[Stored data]
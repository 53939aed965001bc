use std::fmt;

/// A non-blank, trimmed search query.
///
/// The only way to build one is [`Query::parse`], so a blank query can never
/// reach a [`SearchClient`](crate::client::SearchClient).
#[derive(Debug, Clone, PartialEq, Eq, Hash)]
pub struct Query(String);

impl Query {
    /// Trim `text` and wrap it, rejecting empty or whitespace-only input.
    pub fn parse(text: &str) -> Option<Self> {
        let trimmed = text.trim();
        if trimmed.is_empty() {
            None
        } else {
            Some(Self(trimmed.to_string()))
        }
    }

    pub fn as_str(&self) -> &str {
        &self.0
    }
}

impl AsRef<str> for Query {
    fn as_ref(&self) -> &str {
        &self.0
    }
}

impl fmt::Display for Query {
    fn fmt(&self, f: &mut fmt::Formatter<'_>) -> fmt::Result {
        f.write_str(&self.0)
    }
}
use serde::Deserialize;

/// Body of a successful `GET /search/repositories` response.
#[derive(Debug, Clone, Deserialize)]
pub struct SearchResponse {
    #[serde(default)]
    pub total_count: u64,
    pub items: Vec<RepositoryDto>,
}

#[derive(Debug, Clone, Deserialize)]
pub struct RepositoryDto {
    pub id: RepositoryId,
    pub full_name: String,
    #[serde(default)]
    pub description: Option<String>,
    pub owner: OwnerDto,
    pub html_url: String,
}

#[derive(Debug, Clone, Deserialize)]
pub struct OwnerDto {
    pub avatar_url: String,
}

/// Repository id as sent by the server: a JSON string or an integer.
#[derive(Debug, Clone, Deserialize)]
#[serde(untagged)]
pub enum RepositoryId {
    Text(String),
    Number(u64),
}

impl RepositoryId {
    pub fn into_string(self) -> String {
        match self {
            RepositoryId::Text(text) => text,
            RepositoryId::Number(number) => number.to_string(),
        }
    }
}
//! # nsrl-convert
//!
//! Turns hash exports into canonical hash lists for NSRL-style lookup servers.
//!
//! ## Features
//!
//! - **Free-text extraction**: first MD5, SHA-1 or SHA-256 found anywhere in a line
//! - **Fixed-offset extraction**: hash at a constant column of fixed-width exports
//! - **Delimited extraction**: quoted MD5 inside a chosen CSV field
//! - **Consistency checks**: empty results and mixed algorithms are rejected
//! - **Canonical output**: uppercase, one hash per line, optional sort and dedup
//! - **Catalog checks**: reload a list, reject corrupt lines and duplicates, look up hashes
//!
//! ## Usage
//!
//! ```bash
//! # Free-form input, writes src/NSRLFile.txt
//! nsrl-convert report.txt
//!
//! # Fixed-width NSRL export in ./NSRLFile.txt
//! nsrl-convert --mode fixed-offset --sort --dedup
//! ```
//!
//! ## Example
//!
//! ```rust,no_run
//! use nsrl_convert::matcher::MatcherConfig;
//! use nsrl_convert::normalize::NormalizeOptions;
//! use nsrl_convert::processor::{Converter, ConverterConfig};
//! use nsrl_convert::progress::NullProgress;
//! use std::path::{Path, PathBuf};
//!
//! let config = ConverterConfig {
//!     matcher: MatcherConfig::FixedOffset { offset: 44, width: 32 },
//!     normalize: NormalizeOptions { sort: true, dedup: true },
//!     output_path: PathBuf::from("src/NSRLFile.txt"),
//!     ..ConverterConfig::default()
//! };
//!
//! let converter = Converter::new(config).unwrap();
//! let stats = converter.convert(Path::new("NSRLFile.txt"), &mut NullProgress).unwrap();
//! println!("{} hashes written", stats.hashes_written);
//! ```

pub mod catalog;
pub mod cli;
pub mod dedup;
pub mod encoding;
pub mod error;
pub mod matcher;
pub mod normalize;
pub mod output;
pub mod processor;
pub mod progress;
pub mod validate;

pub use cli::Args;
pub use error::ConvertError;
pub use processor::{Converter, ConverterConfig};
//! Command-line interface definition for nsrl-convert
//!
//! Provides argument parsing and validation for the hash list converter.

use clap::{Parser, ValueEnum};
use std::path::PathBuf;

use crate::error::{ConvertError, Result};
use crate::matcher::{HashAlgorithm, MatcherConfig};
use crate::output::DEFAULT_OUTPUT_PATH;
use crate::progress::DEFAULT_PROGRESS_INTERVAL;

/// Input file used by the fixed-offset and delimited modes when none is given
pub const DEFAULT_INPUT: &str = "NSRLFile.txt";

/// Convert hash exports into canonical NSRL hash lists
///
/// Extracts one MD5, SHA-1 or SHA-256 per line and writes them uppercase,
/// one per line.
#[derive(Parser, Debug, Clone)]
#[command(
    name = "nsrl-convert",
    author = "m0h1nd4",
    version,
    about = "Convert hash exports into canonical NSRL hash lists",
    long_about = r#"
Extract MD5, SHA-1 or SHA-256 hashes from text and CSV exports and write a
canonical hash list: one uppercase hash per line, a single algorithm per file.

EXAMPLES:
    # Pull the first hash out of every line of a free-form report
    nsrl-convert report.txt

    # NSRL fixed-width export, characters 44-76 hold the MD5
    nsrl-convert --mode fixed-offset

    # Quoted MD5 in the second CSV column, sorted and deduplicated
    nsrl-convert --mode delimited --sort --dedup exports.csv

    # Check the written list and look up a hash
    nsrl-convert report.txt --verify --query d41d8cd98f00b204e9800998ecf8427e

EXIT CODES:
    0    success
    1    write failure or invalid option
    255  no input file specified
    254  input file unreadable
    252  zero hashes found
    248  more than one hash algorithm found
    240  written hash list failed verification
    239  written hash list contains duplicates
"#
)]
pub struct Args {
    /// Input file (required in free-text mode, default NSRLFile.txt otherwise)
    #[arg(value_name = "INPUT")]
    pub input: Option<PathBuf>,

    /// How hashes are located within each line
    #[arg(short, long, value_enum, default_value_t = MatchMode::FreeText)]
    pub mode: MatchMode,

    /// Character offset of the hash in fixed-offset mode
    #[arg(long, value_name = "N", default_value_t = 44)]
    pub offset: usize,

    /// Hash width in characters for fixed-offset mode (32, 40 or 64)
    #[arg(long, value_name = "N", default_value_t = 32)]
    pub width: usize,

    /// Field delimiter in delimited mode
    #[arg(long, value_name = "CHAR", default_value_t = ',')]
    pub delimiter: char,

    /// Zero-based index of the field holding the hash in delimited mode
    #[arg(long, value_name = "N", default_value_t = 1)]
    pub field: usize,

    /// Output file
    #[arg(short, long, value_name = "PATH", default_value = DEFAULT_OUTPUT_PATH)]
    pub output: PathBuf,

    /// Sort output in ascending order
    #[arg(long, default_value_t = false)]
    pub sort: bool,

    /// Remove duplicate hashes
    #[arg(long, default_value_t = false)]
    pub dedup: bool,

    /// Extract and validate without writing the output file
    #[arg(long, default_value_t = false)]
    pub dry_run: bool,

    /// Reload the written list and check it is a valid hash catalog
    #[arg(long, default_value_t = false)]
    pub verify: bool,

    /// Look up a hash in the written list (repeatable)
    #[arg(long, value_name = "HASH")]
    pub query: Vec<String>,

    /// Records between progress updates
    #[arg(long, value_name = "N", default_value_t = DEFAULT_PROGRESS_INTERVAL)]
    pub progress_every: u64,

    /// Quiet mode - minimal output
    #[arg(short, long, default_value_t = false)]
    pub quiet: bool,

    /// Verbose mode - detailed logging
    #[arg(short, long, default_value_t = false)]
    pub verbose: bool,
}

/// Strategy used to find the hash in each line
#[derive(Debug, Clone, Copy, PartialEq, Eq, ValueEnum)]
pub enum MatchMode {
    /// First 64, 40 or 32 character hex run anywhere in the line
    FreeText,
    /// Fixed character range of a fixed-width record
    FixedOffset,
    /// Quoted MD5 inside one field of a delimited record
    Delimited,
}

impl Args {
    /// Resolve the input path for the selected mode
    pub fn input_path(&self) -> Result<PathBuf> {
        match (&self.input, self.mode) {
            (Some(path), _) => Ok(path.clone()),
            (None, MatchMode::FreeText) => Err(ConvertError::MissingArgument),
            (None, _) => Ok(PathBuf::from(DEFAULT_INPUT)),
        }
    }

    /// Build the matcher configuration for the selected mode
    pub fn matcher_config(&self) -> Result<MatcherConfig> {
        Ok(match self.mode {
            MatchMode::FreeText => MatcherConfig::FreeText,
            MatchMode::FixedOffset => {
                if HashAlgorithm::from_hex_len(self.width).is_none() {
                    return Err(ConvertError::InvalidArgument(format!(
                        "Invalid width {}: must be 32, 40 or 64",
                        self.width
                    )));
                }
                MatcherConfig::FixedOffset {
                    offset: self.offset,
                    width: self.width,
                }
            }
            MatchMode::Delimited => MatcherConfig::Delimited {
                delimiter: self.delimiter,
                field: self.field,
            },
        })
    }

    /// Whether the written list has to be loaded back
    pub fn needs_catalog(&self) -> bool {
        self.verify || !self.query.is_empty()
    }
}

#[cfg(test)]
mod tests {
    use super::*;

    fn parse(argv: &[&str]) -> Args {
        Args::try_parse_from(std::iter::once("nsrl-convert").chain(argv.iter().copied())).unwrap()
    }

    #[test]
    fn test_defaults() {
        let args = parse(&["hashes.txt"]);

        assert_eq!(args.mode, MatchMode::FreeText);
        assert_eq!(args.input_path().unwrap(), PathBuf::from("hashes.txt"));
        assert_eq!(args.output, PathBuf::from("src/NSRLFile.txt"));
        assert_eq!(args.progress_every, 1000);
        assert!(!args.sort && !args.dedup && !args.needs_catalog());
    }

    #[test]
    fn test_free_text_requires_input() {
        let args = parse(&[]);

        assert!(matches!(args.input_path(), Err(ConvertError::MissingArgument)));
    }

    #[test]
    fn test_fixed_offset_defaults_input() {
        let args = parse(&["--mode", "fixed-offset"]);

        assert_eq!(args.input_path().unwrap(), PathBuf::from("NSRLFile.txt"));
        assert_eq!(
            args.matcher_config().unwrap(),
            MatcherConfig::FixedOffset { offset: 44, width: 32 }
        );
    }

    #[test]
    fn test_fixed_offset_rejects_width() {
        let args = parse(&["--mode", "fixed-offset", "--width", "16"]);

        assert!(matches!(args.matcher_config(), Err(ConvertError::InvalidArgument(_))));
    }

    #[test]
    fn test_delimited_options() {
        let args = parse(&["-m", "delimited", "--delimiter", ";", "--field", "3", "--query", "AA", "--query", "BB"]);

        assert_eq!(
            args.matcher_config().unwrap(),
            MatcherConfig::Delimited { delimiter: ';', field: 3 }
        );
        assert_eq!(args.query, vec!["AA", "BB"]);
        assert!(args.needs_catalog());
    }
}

*Task prompt*
Every line in the records above with the string "trimmed" in it should be shown.

*Answer area*
/// A non-blank, trimmed search query.
        let trimmed = text.trim();
        if trimmed.is_empty() {
            Some(Self(trimmed.to_string()))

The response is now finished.